* _What you will do_
Gather all lines in the entries below that include the word "tracing".

----

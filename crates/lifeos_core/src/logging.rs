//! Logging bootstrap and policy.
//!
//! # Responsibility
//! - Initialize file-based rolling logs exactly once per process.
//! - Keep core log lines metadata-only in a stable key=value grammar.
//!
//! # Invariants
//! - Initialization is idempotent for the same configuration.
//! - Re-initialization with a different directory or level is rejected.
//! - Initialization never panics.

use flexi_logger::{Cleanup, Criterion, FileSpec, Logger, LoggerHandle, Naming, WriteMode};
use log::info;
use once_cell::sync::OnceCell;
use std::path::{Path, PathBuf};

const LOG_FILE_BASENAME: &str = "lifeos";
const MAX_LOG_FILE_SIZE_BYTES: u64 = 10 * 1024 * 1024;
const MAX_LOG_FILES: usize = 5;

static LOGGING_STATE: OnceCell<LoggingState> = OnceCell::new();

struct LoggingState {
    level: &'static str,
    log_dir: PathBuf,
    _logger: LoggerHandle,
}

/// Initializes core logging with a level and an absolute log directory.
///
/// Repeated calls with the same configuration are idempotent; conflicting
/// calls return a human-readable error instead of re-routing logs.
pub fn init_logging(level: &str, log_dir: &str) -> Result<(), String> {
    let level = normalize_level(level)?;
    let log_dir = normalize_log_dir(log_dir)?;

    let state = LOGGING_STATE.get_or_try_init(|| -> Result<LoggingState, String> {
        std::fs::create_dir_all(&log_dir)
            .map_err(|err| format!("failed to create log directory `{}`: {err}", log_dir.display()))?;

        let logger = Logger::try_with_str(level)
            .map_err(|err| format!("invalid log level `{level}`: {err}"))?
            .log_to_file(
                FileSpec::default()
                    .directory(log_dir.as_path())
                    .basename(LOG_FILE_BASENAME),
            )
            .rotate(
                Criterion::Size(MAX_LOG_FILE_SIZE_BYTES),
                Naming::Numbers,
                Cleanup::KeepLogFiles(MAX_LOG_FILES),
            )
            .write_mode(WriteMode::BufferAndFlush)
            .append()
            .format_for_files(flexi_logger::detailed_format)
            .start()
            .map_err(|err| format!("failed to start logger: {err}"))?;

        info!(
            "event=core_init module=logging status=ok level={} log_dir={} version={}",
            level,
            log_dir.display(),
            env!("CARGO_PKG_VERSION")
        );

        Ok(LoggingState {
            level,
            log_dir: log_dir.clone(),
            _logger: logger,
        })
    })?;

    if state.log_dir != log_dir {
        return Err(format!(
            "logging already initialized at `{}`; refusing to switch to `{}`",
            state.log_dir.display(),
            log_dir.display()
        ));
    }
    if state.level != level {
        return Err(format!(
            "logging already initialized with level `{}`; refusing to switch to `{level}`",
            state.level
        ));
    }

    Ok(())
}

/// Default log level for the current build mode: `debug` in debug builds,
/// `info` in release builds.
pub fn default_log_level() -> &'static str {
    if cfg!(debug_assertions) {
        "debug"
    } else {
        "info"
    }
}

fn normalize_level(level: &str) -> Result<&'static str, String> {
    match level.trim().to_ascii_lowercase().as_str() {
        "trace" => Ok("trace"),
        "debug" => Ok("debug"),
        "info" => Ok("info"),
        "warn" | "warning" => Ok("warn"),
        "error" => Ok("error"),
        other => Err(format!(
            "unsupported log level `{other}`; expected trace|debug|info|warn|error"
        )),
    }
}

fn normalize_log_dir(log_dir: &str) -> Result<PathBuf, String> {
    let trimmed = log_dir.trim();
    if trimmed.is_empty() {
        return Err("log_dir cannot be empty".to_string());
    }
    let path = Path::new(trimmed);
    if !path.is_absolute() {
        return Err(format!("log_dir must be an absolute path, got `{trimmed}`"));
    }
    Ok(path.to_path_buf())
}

----

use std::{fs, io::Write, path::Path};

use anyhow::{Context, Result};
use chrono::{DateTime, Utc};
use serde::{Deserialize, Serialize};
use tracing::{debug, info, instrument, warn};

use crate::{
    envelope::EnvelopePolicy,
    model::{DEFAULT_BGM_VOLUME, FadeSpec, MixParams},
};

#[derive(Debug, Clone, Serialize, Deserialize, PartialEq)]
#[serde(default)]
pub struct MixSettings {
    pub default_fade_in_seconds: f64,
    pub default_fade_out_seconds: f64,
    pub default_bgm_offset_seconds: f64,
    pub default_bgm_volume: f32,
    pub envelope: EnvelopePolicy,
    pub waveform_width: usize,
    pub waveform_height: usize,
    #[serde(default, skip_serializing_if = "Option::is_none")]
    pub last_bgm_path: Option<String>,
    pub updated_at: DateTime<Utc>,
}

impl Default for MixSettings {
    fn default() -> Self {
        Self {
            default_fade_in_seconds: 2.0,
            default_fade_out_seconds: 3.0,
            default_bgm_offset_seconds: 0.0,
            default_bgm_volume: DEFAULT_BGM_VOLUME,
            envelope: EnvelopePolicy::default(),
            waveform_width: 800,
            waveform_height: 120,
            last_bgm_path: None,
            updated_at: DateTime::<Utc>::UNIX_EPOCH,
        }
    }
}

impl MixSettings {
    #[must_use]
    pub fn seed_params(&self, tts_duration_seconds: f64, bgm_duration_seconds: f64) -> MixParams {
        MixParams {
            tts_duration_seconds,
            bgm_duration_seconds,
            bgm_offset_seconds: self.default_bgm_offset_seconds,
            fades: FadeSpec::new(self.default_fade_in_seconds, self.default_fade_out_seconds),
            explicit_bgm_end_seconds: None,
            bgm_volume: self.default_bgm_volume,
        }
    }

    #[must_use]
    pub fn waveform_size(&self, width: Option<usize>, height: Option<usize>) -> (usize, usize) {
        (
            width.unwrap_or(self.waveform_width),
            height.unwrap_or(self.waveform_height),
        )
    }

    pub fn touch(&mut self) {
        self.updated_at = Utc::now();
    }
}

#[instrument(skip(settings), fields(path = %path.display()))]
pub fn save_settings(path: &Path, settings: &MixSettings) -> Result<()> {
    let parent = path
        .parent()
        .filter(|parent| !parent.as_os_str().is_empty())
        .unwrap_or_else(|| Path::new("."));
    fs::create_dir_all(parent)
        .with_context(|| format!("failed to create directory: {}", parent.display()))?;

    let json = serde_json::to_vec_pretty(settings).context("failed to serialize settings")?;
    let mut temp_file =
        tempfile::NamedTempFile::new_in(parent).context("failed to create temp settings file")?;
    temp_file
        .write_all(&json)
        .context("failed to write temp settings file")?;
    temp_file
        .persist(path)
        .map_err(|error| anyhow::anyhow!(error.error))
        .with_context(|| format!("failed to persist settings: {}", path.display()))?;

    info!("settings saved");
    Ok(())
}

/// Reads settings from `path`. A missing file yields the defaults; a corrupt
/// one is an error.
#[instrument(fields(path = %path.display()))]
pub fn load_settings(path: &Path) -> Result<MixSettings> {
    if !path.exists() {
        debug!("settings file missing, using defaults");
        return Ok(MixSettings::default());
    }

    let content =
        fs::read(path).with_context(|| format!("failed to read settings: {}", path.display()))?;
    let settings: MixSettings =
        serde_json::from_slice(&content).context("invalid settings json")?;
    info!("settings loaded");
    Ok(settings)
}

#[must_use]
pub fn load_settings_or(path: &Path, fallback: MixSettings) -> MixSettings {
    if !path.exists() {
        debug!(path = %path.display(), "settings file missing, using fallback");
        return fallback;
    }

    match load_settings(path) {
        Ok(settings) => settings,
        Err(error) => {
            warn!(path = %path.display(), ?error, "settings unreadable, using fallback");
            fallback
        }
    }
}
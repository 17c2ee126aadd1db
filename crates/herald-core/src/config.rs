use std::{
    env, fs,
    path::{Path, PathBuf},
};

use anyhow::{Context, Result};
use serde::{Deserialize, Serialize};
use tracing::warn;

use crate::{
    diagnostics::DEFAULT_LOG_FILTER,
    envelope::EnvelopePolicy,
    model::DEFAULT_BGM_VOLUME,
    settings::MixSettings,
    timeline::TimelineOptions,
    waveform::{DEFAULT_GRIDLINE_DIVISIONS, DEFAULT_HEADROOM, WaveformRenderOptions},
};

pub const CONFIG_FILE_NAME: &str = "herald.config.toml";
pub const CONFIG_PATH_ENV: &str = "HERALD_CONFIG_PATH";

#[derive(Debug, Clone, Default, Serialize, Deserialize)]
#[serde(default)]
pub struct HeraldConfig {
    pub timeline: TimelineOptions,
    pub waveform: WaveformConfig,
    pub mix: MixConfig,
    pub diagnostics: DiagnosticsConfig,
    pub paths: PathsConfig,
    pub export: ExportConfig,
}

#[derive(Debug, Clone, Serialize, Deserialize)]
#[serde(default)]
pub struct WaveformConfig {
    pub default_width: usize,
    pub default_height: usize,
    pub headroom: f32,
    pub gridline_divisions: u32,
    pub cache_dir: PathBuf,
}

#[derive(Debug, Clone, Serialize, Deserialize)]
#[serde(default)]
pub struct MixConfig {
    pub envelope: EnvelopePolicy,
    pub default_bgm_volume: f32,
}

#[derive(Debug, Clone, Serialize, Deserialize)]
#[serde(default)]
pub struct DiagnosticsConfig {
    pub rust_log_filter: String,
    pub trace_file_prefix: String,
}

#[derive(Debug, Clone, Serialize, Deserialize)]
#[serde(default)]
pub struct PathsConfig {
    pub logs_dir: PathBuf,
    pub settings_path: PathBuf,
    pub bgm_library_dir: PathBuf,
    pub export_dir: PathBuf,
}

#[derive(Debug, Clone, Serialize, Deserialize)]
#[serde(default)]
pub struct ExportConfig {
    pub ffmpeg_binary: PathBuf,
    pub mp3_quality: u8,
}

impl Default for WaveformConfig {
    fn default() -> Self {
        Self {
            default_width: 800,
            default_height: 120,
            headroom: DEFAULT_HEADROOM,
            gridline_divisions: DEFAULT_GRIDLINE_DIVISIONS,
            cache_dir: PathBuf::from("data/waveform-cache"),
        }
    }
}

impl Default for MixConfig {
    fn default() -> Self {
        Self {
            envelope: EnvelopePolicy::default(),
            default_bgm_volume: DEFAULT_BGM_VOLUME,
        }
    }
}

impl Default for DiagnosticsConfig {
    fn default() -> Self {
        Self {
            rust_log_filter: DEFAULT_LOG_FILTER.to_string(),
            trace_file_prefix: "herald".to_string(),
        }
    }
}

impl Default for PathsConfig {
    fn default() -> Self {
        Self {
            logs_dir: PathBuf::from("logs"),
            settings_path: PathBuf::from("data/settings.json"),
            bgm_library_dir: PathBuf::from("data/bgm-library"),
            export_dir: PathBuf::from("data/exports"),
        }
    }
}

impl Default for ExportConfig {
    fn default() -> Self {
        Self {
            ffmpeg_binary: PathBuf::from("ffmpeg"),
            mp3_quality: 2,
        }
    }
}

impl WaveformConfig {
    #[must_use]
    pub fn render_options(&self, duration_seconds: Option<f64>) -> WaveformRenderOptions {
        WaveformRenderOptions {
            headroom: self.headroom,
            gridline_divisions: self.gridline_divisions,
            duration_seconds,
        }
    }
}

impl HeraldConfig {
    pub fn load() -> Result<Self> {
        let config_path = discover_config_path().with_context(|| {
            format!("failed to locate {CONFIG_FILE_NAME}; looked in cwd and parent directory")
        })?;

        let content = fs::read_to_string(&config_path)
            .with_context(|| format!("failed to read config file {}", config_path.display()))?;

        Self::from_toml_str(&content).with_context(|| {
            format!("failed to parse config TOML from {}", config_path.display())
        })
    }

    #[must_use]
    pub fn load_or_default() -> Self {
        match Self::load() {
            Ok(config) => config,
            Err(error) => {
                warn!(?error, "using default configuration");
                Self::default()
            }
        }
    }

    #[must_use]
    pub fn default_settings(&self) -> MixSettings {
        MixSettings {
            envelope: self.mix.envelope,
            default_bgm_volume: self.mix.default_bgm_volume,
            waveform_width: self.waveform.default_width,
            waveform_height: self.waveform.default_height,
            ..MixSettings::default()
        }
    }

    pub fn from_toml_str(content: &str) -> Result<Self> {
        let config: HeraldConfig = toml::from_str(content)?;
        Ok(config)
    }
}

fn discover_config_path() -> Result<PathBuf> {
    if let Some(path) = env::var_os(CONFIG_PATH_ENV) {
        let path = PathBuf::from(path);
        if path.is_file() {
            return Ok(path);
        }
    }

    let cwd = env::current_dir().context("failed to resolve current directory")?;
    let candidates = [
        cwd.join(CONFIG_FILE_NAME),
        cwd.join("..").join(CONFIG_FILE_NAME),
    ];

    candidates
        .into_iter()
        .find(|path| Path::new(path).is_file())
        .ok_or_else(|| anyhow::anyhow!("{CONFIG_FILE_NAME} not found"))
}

----

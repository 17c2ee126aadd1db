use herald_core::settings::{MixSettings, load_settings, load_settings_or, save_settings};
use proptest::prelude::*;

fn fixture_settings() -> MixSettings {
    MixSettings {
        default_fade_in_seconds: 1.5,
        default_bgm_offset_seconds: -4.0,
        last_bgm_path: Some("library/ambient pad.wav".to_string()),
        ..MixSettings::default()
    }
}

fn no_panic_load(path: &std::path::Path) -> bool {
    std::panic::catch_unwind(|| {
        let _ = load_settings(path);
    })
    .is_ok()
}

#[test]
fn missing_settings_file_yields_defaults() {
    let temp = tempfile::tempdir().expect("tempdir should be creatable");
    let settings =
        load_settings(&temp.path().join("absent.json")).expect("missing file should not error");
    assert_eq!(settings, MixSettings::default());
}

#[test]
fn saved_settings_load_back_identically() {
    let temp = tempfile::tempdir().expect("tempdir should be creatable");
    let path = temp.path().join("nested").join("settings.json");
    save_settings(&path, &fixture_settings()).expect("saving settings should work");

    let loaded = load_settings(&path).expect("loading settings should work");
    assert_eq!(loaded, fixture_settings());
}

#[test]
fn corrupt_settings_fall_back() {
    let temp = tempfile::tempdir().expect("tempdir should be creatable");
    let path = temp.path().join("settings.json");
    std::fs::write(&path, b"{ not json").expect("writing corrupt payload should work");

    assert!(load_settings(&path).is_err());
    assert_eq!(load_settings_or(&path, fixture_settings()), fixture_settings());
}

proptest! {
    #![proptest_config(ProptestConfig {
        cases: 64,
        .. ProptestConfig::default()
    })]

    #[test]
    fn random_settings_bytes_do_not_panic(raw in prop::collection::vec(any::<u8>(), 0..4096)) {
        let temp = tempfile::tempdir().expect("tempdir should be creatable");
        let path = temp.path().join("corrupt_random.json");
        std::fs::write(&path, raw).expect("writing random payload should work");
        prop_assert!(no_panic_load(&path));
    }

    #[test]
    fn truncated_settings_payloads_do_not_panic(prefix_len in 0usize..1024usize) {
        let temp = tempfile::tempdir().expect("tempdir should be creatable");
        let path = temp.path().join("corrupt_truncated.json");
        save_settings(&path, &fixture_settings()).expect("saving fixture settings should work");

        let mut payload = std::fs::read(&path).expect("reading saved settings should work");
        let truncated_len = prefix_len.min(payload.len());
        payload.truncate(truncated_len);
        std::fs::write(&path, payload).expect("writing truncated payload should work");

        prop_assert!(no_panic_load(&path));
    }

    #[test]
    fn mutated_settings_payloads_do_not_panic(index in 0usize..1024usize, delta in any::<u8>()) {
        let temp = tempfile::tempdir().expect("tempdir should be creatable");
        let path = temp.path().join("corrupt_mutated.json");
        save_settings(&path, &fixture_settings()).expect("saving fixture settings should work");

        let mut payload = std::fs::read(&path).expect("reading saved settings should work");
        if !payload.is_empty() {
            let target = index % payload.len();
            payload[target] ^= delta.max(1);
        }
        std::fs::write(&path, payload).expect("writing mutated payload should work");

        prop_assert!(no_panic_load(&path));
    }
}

----

* _Solution to this problem_
use tracing::{debug, info, instrument, warn};
use tracing::warn;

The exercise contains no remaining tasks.